I don't know if I can just conclude $\sim_3$ is an equivalence relation relation given that $\sim_1$ and $\sim_2$ are also equivalence relations on the same set. Do i still need to show the three properties and if so how would I do that for this problem?
For the second part I want to say that since $\sim_1$ and $\sim_2$ are disjoint relations on a $[x]_1$ may not equal $[x]_2$. Since $\sim_3$ is defined by $\sim_1$ and $\sim_2$, $[x]_3$ must include some elements of both which is achieved at the intersection of $[x]_1$ and $[x]_2$.
Any help would be great!
Yes, you have to prove that $\sim_3$ has the three defining properties of an equivalence relation. To prove that $\sim_3$ is reflexive, let $a\in A$. Then $a\sim_1 a$, since $\sim_1$ is reflexive, and $a\sim_2 a$, since $\sim_2$ is reflexive, so $a\sim_3 a$ by the definition of $\sim_3$. Since $a$ was an arbitrary element of $A$, this shows that $a\sim_3 a$ for each $a\in A$ and hence that $\sim_3$ is reflexive. Symmetry and transitivity of $\sim_3$ are proved in very similar fashion.
To show that $[x]_3=[x]_1\cap[x]_2$, show that each side is a subset of the other.

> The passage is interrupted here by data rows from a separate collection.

use camrec_media_info::{MICROS_PER_SEC, VideoParams};

/// File-boundary arithmetic for one stream.
///
/// A file closes on the first key frame at or past `duration - one frame`, so the
/// closing key frame opens the next file.
#[derive(Debug, Clone, Copy, PartialEq, Eq)]
pub struct SplitPolicy {
    split_after_us: i64,
    thumbnail_at_frame: u64,
    frame_interval_ms: u64,
}

impl SplitPolicy {
    pub fn new(duration_secs: u32, video: &VideoParams) -> Self {
        let duration = i64::from(duration_secs);
        let frame_rate = u64::from(video.frame_rate.max(1));

        // integer seconds of lead time before the boundary, e.g. gop 30 @ 30fps -> 1s
        let lead_secs = u64::from(video.gop) / frame_rate;
        let thumbnail_at_frame = u64::from(duration_secs).saturating_sub(lead_secs) * frame_rate;

        Self {
            split_after_us: duration * MICROS_PER_SEC - video.frame_interval_us(),
            thumbnail_at_frame,
            frame_interval_ms: video.frame_interval_ms(),
        }
    }

    /// Whether a key frame `elapsed_us` into the current file closes it.
    pub fn split_due(&self, elapsed_us: i64) -> bool {
        elapsed_us >= self.split_after_us
    }

    /// Whether the preview snapshot for the current file should be requested now.
    pub fn thumbnail_due(&self, frame_count: u64) -> bool {
        frame_count >= self.thumbnail_at_frame
    }

    pub fn thumbnail_at_frame(&self) -> u64 {
        self.thumbnail_at_frame
    }

    /// Duration reported for a finished file.
    ///
    /// Falls back to `frames * frame interval` when the timestamps give nothing positive.
    pub fn file_duration_ms(&self, first_pts: i64, last_pts: i64, frame_count: u64) -> u64 {
        let elapsed_ms = last_pts.saturating_sub(first_pts) / 1000;
        if elapsed_ms > 0 {
            elapsed_ms as u64
        } else {
            frame_count * self.frame_interval_ms
        }
    }
}
const ACQUIRE_POLL_INTERVAL: Duration = Duration::from_millis(10);
const ACQUIRE_LOG_EVERY: u32 = 100;
/// Minimum pts distance between two key frame requests while waiting to open a file.
const KEY_FRAME_RETRY_US: i64 = 1_000_000;
const WRITE_ERROR_LOG_EVERY: u64 = 100;

/// State shared between a worker thread and the producers feeding it.
pub(crate) struct WorkerShared {
    pub handle: StreamHandle,
    pub config: StreamConfig,
    video: Mutex<Lane>,
    audio: Option<Mutex<Lane>>,
    thumbnails: Mutex<Lane>,
    enabled: AtomicBool,
    shutdown: AtomicBool,
    /// Bumped by every stop, so a stop/start pair between two wakes is still seen.
    stop_generation: AtomicU64,
    wake_tx: flume::Sender<()>,
    files_completed: AtomicU64,
    frames_written: AtomicU64,
}

#[derive(Debug, Clone, PartialEq, Eq, Serialize)]
#[serde(rename_all = "camelCase")]
pub struct StreamStats {
    pub name: String,
    pub channel_id: u32,
    pub enabled: bool,
    pub video: PoolStats,
    pub audio: Option<PoolStats>,
    pub thumbnail: PoolStats,
    pub files_completed: u64,
    pub frames_written: u64,
}
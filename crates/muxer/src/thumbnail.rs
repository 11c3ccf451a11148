//! Preview snapshot appended to the tail of every finished file.
//!
//! Layout, all integers big-endian:
//!
//! ```text
//! u32 size | "thm" | u8 type | u32 width | u32 height | u32 virtual_width | u32 virtual_height | payload
//! ```
//!
//! `size` covers the whole box including its 8-byte header.

use camrec_media_info::{ThumbnailKind, ThumbnailParams};

pub const TAG: &[u8; 3] = b"thm";
pub const HEADER_LEN: usize = 8;
pub const GEOMETRY_LEN: usize = 16;

#[derive(Debug, thiserror::Error, PartialEq, Eq)]
pub enum BoxError {
    #[error("Box truncated: need {needed} bytes, have {available}")]
    Truncated { needed: usize, available: usize },
    #[error("Not a thumbnail box")]
    BadTag,
    #[error("Unknown thumbnail type {0}")]
    UnknownType(u8),
    #[error("Thumbnail too large for a 32-bit box ({0} bytes)")]
    TooLarge(usize),
}

#[derive(Debug, Clone, PartialEq, Eq)]
pub struct ThumbnailBox {
    pub params: ThumbnailParams,
    pub payload: Vec<u8>,
}

impl ThumbnailBox {
    pub fn new(params: ThumbnailParams, payload: Vec<u8>) -> Self {
        Self { params, payload }
    }

    pub fn encoded_len(&self) -> usize {
        HEADER_LEN + GEOMETRY_LEN + self.payload.len()
    }

    pub fn encode(&self) -> Result<Vec<u8>, BoxError> {
        let len = self.encoded_len();
        let size = u32::try_from(len).map_err(|_| BoxError::TooLarge(self.payload.len()))?;

        let mut out = Vec::with_capacity(len);
        out.extend_from_slice(&size.to_be_bytes());
        out.extend_from_slice(TAG);
        out.push(self.params.kind.code());
        for value in [
            self.params.width,
            self.params.height,
            self.params.virtual_width,
            self.params.virtual_height,
        ] {
            out.extend_from_slice(&value.to_be_bytes());
        }
        out.extend_from_slice(&self.payload);

        Ok(out)
    }

    /// Parses a box starting at the beginning of `bytes`.
    pub fn decode(bytes: &[u8]) -> Result<Self, BoxError> {
        let fixed = HEADER_LEN + GEOMETRY_LEN;
        if bytes.len() < fixed {
            return Err(BoxError::Truncated {
                needed: fixed,
                available: bytes.len(),
            });
        }

        if &bytes[4..7] != TAG {
            return Err(BoxError::BadTag);
        }

        let size = read_u32(bytes, 0) as usize;
        if size < fixed {
            return Err(BoxError::BadTag);
        }
        if bytes.len() < size {
            return Err(BoxError::Truncated {
                needed: size,
                available: bytes.len(),
            });
        }

        let kind = ThumbnailKind::from_code(bytes[7]).ok_or(BoxError::UnknownType(bytes[7]))?;

        Ok(Self {
            params: ThumbnailParams {
                kind,
                width: read_u32(bytes, 8),
                height: read_u32(bytes, 12),
                virtual_width: read_u32(bytes, 16),
                virtual_height: read_u32(bytes, 20),
            },
            payload: bytes[fixed..size].to_vec(),
        })
    }

    /// Finds the last well-formed box in `bytes`, returning its offset.
    pub fn find_last(bytes: &[u8]) -> Option<(usize, Self)> {
        let mut end = bytes.len();
        while end >= HEADER_LEN {
            let at = bytes[..end]
                .windows(TAG.len())
                .rposition(|w| w == TAG)?
                .checked_sub(4)?;

            if let Ok(thumbnail) = Self::decode(&bytes[at..]) {
                return Some((at, thumbnail));
            }

            end = at + 4 + TAG.len() - 1;
        }

        None
    }
}

fn read_u32(bytes: &[u8], at: usize) -> u32 {
    u32::from_be_bytes([bytes[at], bytes[at + 1], bytes[at + 2], bytes[at + 3]])
}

$[x]_3\subseteq[x]_1\cap[x]_2$: Let $y\in[x]_3$. Then by definition $y\sim_3x$. Now use this to show that $y\in[x]_1\cap[x]_2$; you’ll probably want to do this by showing that $y\in[x]_1$ and that $y\in[x]_2$.
$[x]_1\cap[x]_2\subseteq[x]_3$: Let $y\in[x]_1\cap[x]_2$. Then $y\in[x]_1$ so $y\sim_1x$. What else can you say about $y$?